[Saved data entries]
-*-

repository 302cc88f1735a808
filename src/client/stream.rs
//! The asynchronous result sequence returned by every verb
//!
//! A request yields zero, one or two `Ok` emissions. The stream then either
//! ends (completion) or yields exactly one `Err` and ends.

use crate::error::{RestifyError, RestifyResult};
use crate::response::Response;
use futures_util::stream::{BoxStream, Stream, StreamExt};
use serde::de::DeserializeOwned;
use serde::Serialize;
use std::pin::Pin;
use std::task::{Context, Poll};

/// Where an emitted response came from
#[derive(Debug, Clone, Copy, PartialEq, Eq, Serialize)]
#[serde(rename_all = "lowercase")]
pub enum Origin {
    Cache,
    Network,
}

impl std::fmt::Display for Origin {
    fn fmt(&self, f: &mut std::fmt::Formatter<'_>) -> std::fmt::Result {
        match self {
            Origin::Cache => write!(f, "cache"),
            Origin::Network => write!(f, "network"),
        }
    }
}

/// One response delivered to the caller
#[derive(Debug, Clone, PartialEq)]
pub struct Emission {
    pub origin: Origin,
    pub response: Response,
}

impl Emission {
    pub fn new(origin: Origin, response: Response) -> Self {
        Self { origin, response }
    }
}

/// Everything a request produced, gathered after completion
#[derive(Debug)]
pub struct RequestOutcome {
    pub emissions: Vec<Emission>,
    pub error: Option<RestifyError>,
}

impl RequestOutcome {
    pub fn is_ok(&self) -> bool {
        self.error.is_none()
    }

    /// The most recent payload the caller saw
    pub fn latest(&self) -> Option<&Response> {
        self.emissions.last().map(|e| &e.response)
    }
}

/// Lazy stream of emissions for one request
pub struct RequestStream {
    inner: BoxStream<'static, RestifyResult<Emission>>,
}

impl RequestStream {
    pub(crate) fn new(inner: BoxStream<'static, RestifyResult<Emission>>) -> Self {
        Self { inner }
    }

    /// Drive the request to completion and gather every signal
    pub async fn collect_all(mut self) -> RequestOutcome {
        let mut emissions = Vec::new();
        let mut error = None;

        while let Some(item) = self.inner.next().await {
            match item {
                Ok(emission) => emissions.push(emission),
                Err(e) => {
                    error = Some(e);
                    break;
                }
            }
        }

        RequestOutcome { emissions, error }
    }

    /// Deserialize every emitted payload into `T`
    pub fn typed<T>(self) -> BoxStream<'static, RestifyResult<(Origin, T)>>
    where
        T: DeserializeOwned + Send + 'static,
    {
        self.inner
            .map(|item| {
                let emission = item?;
                let value = emission.response.data_as::<T>()?;
                Ok((emission.origin, value))
            })
            .boxed()
    }
}

impl Stream for RequestStream {
    type Item = RestifyResult<Emission>;

    fn poll_next(mut self: Pin<&mut Self>, cx: &mut Context<'_>) -> Poll<Option<Self::Item>> {
        self.inner.poll_next_unpin(cx)
    }
}
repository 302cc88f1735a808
//! Command-line interface

pub mod args;
pub mod commands;

pub use args::{Cli, Commands};
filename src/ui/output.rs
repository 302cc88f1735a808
//! Message formatting for CLI commands

use super::context::UiContext;
use console::style;

/// Report a completed action
pub fn step_ok(ctx: &UiContext, message: &str) {
    if ctx.is_interactive() {
        println!("{} {}", style("✔").green(), message);
    } else {
        println!("[OK] {}", message);
    }
}

/// Report a completed action with a dimmed detail
pub fn step_ok_detail(ctx: &UiContext, message: &str, detail: &str) {
    if ctx.is_interactive() {
        println!("{} {} ({})", style("✔").green(), message, style(detail).dim());
    } else {
        println!("[OK] {} ({})", message, detail);
    }
}

/// Warn about a skipped action and how to force it
pub fn step_warn_hint(ctx: &UiContext, message: &str, hint: &str) {
    if ctx.is_interactive() {
        eprintln!("{} {} - {}", style("!").yellow(), message, style(hint).dim());
    } else {
        eprintln!("[WARN] {} - {}", message, hint);
    }
}

pub fn step_error_detail(ctx: &UiContext, message: &str, detail: &str) {
    if ctx.is_interactive() {
        eprintln!("{} {}: {}", style("✖").red(), message, style(detail).red());
    } else {
        eprintln!("[FAIL] {}: {}", message, detail);
    }
}

pub fn remark(ctx: &UiContext, message: &str) {
    if ctx.is_interactive() {
        eprintln!("  {}", style(message).dim());
    } else {
        eprintln!("  {}", message);
    }
}

/// Label/value line, label dimmed on a terminal
pub fn key_value(ctx: &UiContext, key: &str, value: &str) {
    if ctx.is_interactive() {
        println!("{} {}", style(format!("{}:", key)).dim(), value);
    } else {
        println!("{}: {}", key, value);
    }
}
//! Storage collaborators for cache entries
//!
//! The orchestrator only ever calls `get` and `set`. `remove` and `clear`
//! are exposed for callers that manage the cache themselves.

mod file;
mod memory;

pub use file::FileStorage;
pub use memory::MemoryStorage;

use crate::config::schema::{CacheConfig, StorageBackend};
use crate::config::ConfigManager;
use crate::error::RestifyResult;
use crate::response::CacheEntry;
use async_trait::async_trait;
use std::sync::Arc;

/// Abstract key/value store for cache entries
///
/// Implementations must be safe to share across concurrent requests; the
/// core adds no locking of its own around a key.
#[async_trait]
pub trait Storage: Send + Sync {
    /// Read the entry stored under `key`, if any
    async fn get(&self, key: &str) -> RestifyResult<Option<CacheEntry>>;

    /// Replace the entry stored under `key`
    async fn set(&self, key: &str, entry: &CacheEntry) -> RestifyResult<()>;

    /// Remove the entry stored under `key`
    async fn remove(&self, key: &str) -> RestifyResult<()>;

    /// Remove every entry
    async fn clear(&self) -> RestifyResult<()>;

    /// Human-readable backend name for display
    fn backend_name(&self) -> &'static str;
}

/// Create the storage backend selected by the cache configuration
pub async fn create_storage(config: &CacheConfig) -> RestifyResult<Arc<dyn Storage>> {
    match config.backend {
        StorageBackend::Memory => Ok(Arc::new(MemoryStorage::new())),
        StorageBackend::File => {
            let dir = config.dir.clone().unwrap_or_else(ConfigManager::cache_dir);
            Ok(Arc::new(FileStorage::new(dir).await?))
        }
    }
}
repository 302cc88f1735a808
//! Error types for Restify
//!
//! All modules use `RestifyResult<T>` as their return type.

use std::path::PathBuf;
use thiserror::Error;

/// Result type alias for Restify operations
pub type RestifyResult<T> = Result<T, RestifyError>;

/// All errors that can occur in Restify
#[derive(Error, Debug)]
pub enum RestifyError {
    // Construction errors
    #[error("Endpoint needed: set a base URL before issuing requests")]
    MissingEndpoint,

    #[error("Missing storage instance")]
    MissingStorage,

    #[error("Missing transport instance")]
    MissingTransport,

    // Configuration file errors
    #[error("Invalid configuration at {path}: {reason}")]
    ConfigInvalid { path: PathBuf, reason: String },

    #[error("Failed to create config directory {path}: {source}")]
    ConfigDirCreate {
        path: PathBuf,
        #[source]
        source: std::io::Error,
    },

    // Transport errors
    #[error("HTTP error: {status} for {url}")]
    Http { status: u16, url: String },

    #[error("Connection error for {url}: {reason}")]
    Connection { url: String, reason: String },

    #[error("Failed to decode response from {url}: {reason}")]
    Decode { url: String, reason: String },

    #[error("Shared fetch failed: {0}")]
    Coalesced(String),

    // Storage errors
    #[error("Storage error for key {key}: {reason}")]
    Storage { key: String, reason: String },

    #[error("IO error: {context}")]
    Io {
        context: String,
        #[source]
        source: std::io::Error,
    },

    // Serialization errors
    #[error("JSON error: {0}")]
    Json(#[from] serde_json::Error),

    #[error("TOML parse error: {0}")]
    TomlParse(#[from] toml::de::Error),

    #[error("TOML serialize error: {0}")]
    TomlSerialize(#[from] toml::ser::Error),

    // General errors
    #[error("Internal error: {0}")]
    Internal(String),

    #[error("{0}")]
    User(String),
}

impl RestifyError {
    /// Create an IO error with context
    pub fn io(context: impl Into<String>, source: std::io::Error) -> Self {
        Self::Io {
            context: context.into(),
            source,
        }
    }

    /// Create a storage error for a key
    pub fn storage(key: impl Into<String>, reason: impl Into<String>) -> Self {
        Self::Storage {
            key: key.into(),
            reason: reason.into(),
        }
    }

    /// Check if the error came from the transport collaborator
    pub fn is_transport(&self) -> bool {
        matches!(
            self,
            Self::Http { .. } | Self::Connection { .. } | Self::Decode { .. } | Self::Coalesced(_)
        )
    }

    /// Check if the error came from the storage collaborator
    pub fn is_storage(&self) -> bool {
        matches!(self, Self::Storage { .. } | Self::Io { .. })
    }

    /// Get actionable hint for the error
    pub fn hint(&self) -> Option<&'static str> {
        match self {
            Self::MissingEndpoint => {
                Some("Run: restify config set client.endpoint https://api.example.com/")
            }
            Self::MissingStorage => Some("Pass a Storage implementation to the builder"),
            Self::MissingTransport => Some("Pass a Transport implementation to the builder"),
            Self::ConfigInvalid { .. } => Some("Run: restify config init --force"),
            _ => None,
        }
    }
}
//! Detection of interactive vs piped output

use std::io::IsTerminal;

/// Decides how CLI messages are rendered
#[derive(Debug, Clone)]
pub struct UiContext {
    interactive: bool,
}

impl UiContext {
    /// Detect the current environment
    pub fn detect() -> Self {
        Self {
            interactive: Self::detect_interactive(),
        }
    }

    /// Plain output regardless of the terminal
    pub fn non_interactive() -> Self {
        Self { interactive: false }
    }

    pub fn is_interactive(&self) -> bool {
        self.interactive
    }

    fn detect_interactive() -> bool {
        if !std::io::stdout().is_terminal() {
            return false;
        }

        let ci_vars = ["CI", "GITHUB_ACTIONS", "GITLAB_CI", "BUILDKITE", "TF_BUILD"];
        !ci_vars.iter().any(|var| std::env::var(var).is_ok())
    }
}
//! Transport collaborators
//!
//! A transport issues one request per call and resolves to a single
//! [`Response`] or an error. Retries and timeouts belong to the transport;
//! the orchestrator never retries.

mod http;

pub use http::HttpTransport;

use crate::config::schema::ClientConfig;
use crate::error::RestifyResult;
use crate::response::Response;
use async_trait::async_trait;
use serde::{Deserialize, Serialize};
use serde_json::Value;
use std::sync::Arc;

/// Request verb
#[derive(Debug, Clone, Copy, PartialEq, Eq, Hash, Serialize, Deserialize)]
#[serde(rename_all = "lowercase")]
pub enum Method {
    Get,
    Post,
    Put,
    Delete,
}

impl Method {
    pub fn as_str(&self) -> &'static str {
        match self {
            Method::Get => "get",
            Method::Post => "post",
            Method::Put => "put",
            Method::Delete => "delete",
        }
    }

    /// Whether the verb carries a request body
    pub fn has_body(&self) -> bool {
        matches!(self, Method::Post | Method::Put)
    }
}

impl std::fmt::Display for Method {
    fn fmt(&self, f: &mut std::fmt::Formatter<'_>) -> std::fmt::Result {
        write!(f, "{}", self.as_str().to_uppercase())
    }
}

/// Abstract request transport
#[async_trait]
pub trait Transport: Send + Sync {
    /// Issue `method` against the full `url` with an optional JSON payload
    async fn request(
        &self,
        method: Method,
        url: &str,
        payload: Option<&Value>,
    ) -> RestifyResult<Response>;
}

/// Create the HTTP transport described by the client configuration
pub fn create_transport(config: &ClientConfig) -> Arc<dyn Transport> {
    Arc::new(HttpTransport::new(config))
}

#[cfg(test)]
mod tests {
    use super::*;

    #[test]
    fn method_display_and_body() {
        assert_eq!(Method::Get.to_string(), "GET");
        assert_eq!(Method::Delete.as_str(), "delete");
        assert!(Method::Put.has_body());
        assert!(!Method::Get.has_body());
    }

    #[test]
    fn method_serializes_lowercase() {
        assert_eq!(serde_json::to_string(&Method::Post).unwrap(), "\"post\"");
    }
}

-*-

Please report every line among the entries that includes "errors".

/// All errors that can occur in Restify
    // Construction errors
    // Configuration file errors
    // Transport errors
    // Storage errors
    // Serialization errors
    // General errors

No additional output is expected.